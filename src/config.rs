//! 속도 측정 설정

use std::time::Duration;

use uuid::Uuid;

use crate::{
    Error, Result, DEFAULT_CONNECT_RETRIES, DEFAULT_CONNECT_RETRY_DELAY_MS, DEFAULT_MTU_REQUEST_SIZE,
    DEFAULT_SCAN_TIMEOUT_SECS, NOTIFY_CHARACTERISTIC_UUID, SERVICE_UUID, WRITE_CHARACTERISTIC_UUID,
};

/// 속도 측정 세션 설정
#[derive(Debug, Clone)]
pub struct Config {
    /// 스캔 타임아웃
    /// 이 시간 안에 서버를 찾지 못하면 세션 중단
    pub scan_timeout: Duration,

    /// 요청할 MTU 크기 (바이트)
    /// 피어가 더 작은 값을 허용할 수 있음
    pub mtu_request_size: u16,

    /// 연결 재시도 횟수 (전송 계층에서 처리)
    pub connect_retries: u32,

    /// 연결 재시도 간격
    pub connect_retry_delay: Duration,

    /// 스캔 필터에 사용할 GATT 서비스 UUID
    pub service_uuid: Uuid,

    /// 쓰기 특성 UUID
    pub write_characteristic: Uuid,

    /// 알림 특성 UUID
    pub notify_characteristic: Uuid,

    /// 전송 완료 후 연결 해제 여부
    pub disconnect_on_finish: bool,
}

impl Default for Config {
    fn default() -> Self {
        Self {
            scan_timeout: Duration::from_secs(DEFAULT_SCAN_TIMEOUT_SECS),
            mtu_request_size: DEFAULT_MTU_REQUEST_SIZE,
            connect_retries: DEFAULT_CONNECT_RETRIES,
            connect_retry_delay: Duration::from_millis(DEFAULT_CONNECT_RETRY_DELAY_MS),
            service_uuid: SERVICE_UUID,
            write_characteristic: WRITE_CHARACTERISTIC_UUID,
            notify_characteristic: NOTIFY_CHARACTERISTIC_UUID,
            disconnect_on_finish: true,
        }
    }
}

impl Config {
    /// 새 설정 생성
    pub fn new() -> Self {
        Self::default()
    }

    /// 짧은 타임아웃 설정 (데모/테스트용)
    pub fn quick() -> Self {
        Self {
            scan_timeout: Duration::from_secs(5),
            connect_retries: 1,
            connect_retry_delay: Duration::from_millis(100),
            ..Self::default()
        }
    }

    pub fn with_scan_timeout(mut self, timeout: Duration) -> Self {
        self.scan_timeout = timeout;
        self
    }

    pub fn with_mtu_request_size(mut self, size: u16) -> Self {
        self.mtu_request_size = size;
        self
    }

    /// 설정 검증
    pub fn validate(&self) -> Result<()> {
        if self.mtu_request_size == 0 {
            return Err(Error::InvalidInput("mtu_request_size must be > 0".into()));
        }
        if self.scan_timeout.is_zero() {
            return Err(Error::InvalidInput("scan_timeout must be > 0".into()));
        }
        Ok(())
    }
}

#[cfg(test)]
mod tests {
    use super::*;

    #[test]
    fn test_default_matches_protocol_constants() {
        let config = Config::default();
        assert_eq!(config.scan_timeout, Duration::from_secs(30));
        assert_eq!(config.mtu_request_size, 512);
        assert_eq!(config.connect_retries, 3);
        assert_eq!(config.connect_retry_delay, Duration::from_millis(500));
        assert!(config.validate().is_ok());
    }

    #[test]
    fn test_builder_and_zero_timeout() {
        let config = Config::quick().with_scan_timeout(Duration::from_secs(12));
        assert_eq!(config.scan_timeout, Duration::from_secs(12));
        assert_eq!(config.connect_retries, 1);
        assert!(config.validate().is_ok());

        let config = config.with_scan_timeout(Duration::ZERO);
        assert!(matches!(config.validate(), Err(Error::InvalidInput(_))));
    }

    #[test]
    fn test_zero_mtu_rejected() {
        let config = Config::default().with_mtu_request_size(0);
        assert!(matches!(config.validate(), Err(Error::InvalidInput(_))));
    }
}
* * * *
Show the lines of the material that contain the word "impl".

impl Default for Config {
impl Config {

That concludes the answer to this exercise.